» **Action item**:
Word for word, copy every line of the data.

Saved entries
++++++++++

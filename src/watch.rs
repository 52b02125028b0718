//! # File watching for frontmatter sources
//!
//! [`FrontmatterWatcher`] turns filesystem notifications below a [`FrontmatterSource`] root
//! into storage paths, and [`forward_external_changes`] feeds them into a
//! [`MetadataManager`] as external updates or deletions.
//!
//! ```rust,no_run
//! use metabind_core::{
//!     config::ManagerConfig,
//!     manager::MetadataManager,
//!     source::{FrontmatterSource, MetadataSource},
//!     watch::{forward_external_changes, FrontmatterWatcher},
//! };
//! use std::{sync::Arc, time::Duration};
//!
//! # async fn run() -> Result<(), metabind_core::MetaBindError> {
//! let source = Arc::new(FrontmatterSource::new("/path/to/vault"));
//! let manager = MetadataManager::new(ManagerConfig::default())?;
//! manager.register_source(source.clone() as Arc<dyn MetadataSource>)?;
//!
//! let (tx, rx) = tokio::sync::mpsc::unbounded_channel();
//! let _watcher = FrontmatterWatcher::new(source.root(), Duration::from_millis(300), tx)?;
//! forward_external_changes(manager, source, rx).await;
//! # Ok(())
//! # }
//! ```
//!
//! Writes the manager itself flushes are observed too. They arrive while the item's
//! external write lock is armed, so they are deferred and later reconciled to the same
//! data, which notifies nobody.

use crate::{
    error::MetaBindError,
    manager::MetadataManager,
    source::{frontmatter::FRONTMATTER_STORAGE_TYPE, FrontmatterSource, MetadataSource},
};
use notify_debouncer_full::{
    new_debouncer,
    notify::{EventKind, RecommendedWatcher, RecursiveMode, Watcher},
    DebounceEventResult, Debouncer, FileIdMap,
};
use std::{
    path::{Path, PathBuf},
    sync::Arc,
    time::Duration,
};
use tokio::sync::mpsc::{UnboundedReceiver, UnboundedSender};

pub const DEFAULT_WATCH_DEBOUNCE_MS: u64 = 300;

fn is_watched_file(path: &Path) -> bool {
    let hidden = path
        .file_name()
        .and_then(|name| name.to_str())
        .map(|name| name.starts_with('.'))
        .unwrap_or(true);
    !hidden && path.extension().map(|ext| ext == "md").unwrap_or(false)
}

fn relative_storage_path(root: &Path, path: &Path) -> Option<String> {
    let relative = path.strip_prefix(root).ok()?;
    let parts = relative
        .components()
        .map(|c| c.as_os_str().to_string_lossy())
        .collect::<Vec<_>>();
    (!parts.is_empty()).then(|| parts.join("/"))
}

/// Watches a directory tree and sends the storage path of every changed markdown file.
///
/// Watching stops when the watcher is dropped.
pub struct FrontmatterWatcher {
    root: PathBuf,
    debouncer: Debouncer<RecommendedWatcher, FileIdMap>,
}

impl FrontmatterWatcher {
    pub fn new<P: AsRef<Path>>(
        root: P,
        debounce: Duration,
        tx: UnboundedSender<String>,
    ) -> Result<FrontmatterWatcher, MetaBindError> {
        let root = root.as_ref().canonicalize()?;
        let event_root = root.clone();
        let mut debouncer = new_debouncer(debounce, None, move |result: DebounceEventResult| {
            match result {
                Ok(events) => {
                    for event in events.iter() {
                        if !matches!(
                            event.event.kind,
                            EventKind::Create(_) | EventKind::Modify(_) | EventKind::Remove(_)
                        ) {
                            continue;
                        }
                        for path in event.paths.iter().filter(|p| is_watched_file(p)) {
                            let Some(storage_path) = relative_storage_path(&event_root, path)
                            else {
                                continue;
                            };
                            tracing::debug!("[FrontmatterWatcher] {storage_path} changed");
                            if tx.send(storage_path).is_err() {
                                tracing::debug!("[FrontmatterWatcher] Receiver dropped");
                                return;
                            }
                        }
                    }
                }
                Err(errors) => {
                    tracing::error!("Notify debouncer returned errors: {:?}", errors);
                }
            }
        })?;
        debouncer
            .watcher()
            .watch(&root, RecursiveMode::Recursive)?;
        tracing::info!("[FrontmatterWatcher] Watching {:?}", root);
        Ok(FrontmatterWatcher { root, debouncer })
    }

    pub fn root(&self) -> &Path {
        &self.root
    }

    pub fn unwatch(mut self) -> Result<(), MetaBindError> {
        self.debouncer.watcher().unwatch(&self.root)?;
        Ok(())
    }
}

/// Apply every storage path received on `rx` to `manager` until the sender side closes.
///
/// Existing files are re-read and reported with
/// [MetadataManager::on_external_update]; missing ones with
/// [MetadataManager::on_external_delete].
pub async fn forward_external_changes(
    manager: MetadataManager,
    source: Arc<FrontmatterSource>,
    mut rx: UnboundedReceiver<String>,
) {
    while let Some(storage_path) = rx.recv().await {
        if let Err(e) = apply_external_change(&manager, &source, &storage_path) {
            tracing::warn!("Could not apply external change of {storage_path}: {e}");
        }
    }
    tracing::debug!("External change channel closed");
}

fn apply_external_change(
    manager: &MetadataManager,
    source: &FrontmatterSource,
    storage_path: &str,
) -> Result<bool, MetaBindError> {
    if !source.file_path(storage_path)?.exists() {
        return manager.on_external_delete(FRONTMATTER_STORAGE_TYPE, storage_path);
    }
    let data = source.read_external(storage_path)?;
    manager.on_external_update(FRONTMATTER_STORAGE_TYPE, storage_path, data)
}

++++++++++

» **Your response**:
filename src/watch.rs
repository 52b02125028b0718
//! # File watching for frontmatter sources
//!
//! [`FrontmatterWatcher`] turns filesystem notifications below a [`FrontmatterSource`] root
//! into storage paths, and [`forward_external_changes`] feeds them into a
//! [`MetadataManager`] as external updates or deletions.
//!
//! ```rust,no_run
//! use metabind_core::{
//!     config::ManagerConfig,
//!     manager::MetadataManager,
//!     source::{FrontmatterSource, MetadataSource},
//!     watch::{forward_external_changes, FrontmatterWatcher},
//! };
//! use std::{sync::Arc, time::Duration};
//!
//! # async fn run() -> Result<(), metabind_core::MetaBindError> {
//! let source = Arc::new(FrontmatterSource::new("/path/to/vault"));
//! let manager = MetadataManager::new(ManagerConfig::default())?;
//! manager.register_source(source.clone() as Arc<dyn MetadataSource>)?;
//!
//! let (tx, rx) = tokio::sync::mpsc::unbounded_channel();
//! let _watcher = FrontmatterWatcher::new(source.root(), Duration::from_millis(300), tx)?;
//! forward_external_changes(manager, source, rx).await;
//! # Ok(())
//! # }
//! ```
//!
//! Writes the manager itself flushes are observed too. They arrive while the item's
//! external write lock is armed, so they are deferred and later reconciled to the same
//! data, which notifies nobody.

use crate::{
    error::MetaBindError,
    manager::MetadataManager,
    source::{frontmatter::FRONTMATTER_STORAGE_TYPE, FrontmatterSource, MetadataSource},
};
use notify_debouncer_full::{
    new_debouncer,
    notify::{EventKind, RecommendedWatcher, RecursiveMode, Watcher},
    DebounceEventResult, Debouncer, FileIdMap,
};
use std::{
    path::{Path, PathBuf},
    sync::Arc,
    time::Duration,
};
use tokio::sync::mpsc::{UnboundedReceiver, UnboundedSender};

pub const DEFAULT_WATCH_DEBOUNCE_MS: u64 = 300;

fn is_watched_file(path: &Path) -> bool {
    let hidden = path
        .file_name()
        .and_then(|name| name.to_str())
        .map(|name| name.starts_with('.'))
        .unwrap_or(true);
    !hidden && path.extension().map(|ext| ext == "md").unwrap_or(false)
}

fn relative_storage_path(root: &Path, path: &Path) -> Option<String> {
    let relative = path.strip_prefix(root).ok()?;
    let parts = relative
        .components()
        .map(|c| c.as_os_str().to_string_lossy())
        .collect::<Vec<_>>();
    (!parts.is_empty()).then(|| parts.join("/"))
}

/// Watches a directory tree and sends the storage path of every changed markdown file.
///
/// Watching stops when the watcher is dropped.
pub struct FrontmatterWatcher {
    root: PathBuf,
    debouncer: Debouncer<RecommendedWatcher, FileIdMap>,
}

impl FrontmatterWatcher {
    pub fn new<P: AsRef<Path>>(
        root: P,
        debounce: Duration,
        tx: UnboundedSender<String>,
    ) -> Result<FrontmatterWatcher, MetaBindError> {
        let root = root.as_ref().canonicalize()?;
        let event_root = root.clone();
        let mut debouncer = new_debouncer(debounce, None, move |result: DebounceEventResult| {
            match result {
                Ok(events) => {
                    for event in events.iter() {
                        if !matches!(
                            event.event.kind,
                            EventKind::Create(_) | EventKind::Modify(_) | EventKind::Remove(_)
                        ) {
                            continue;
                        }
                        for path in event.paths.iter().filter(|p| is_watched_file(p)) {
                            let Some(storage_path) = relative_storage_path(&event_root, path)
                            else {
                                continue;
                            };
                            tracing::debug!("[FrontmatterWatcher] {storage_path} changed");
                            if tx.send(storage_path).is_err() {
                                tracing::debug!("[FrontmatterWatcher] Receiver dropped");
                                return;
                            }
                        }
                    }
                }
                Err(errors) => {
                    tracing::error!("Notify debouncer returned errors: {:?}", errors);
                }
            }
        })?;
        debouncer
            .watcher()
            .watch(&root, RecursiveMode::Recursive)?;
        tracing::info!("[FrontmatterWatcher] Watching {:?}", root);
        Ok(FrontmatterWatcher { root, debouncer })
    }

    pub fn root(&self) -> &Path {
        &self.root
    }

    pub fn unwatch(mut self) -> Result<(), MetaBindError> {
        self.debouncer.watcher().unwatch(&self.root)?;
        Ok(())
    }
}

/// Apply every storage path received on `rx` to `manager` until the sender side closes.
///
/// Existing files are re-read and reported with
/// [MetadataManager::on_external_update]; missing ones with
/// [MetadataManager::on_external_delete].
pub async fn forward_external_changes(
    manager: MetadataManager,
    source: Arc<FrontmatterSource>,
    mut rx: UnboundedReceiver<String>,
) {
    while let Some(storage_path) = rx.recv().await {
        if let Err(e) = apply_external_change(&manager, &source, &storage_path) {
            tracing::warn!("Could not apply external change of {storage_path}: {e}");
        }
    }
    tracing::debug!("External change channel closed");
}

fn apply_external_change(
    manager: &MetadataManager,
    source: &FrontmatterSource,
    storage_path: &str,
) -> Result<bool, MetaBindError> {
    if !source.file_path(storage_path)?.exists() {
        return manager.on_external_delete(FRONTMATTER_STORAGE_TYPE, storage_path);
    }
    let data = source.read_external(storage_path)?;
    manager.on_external_update(FRONTMATTER_STORAGE_TYPE, storage_path, data)
}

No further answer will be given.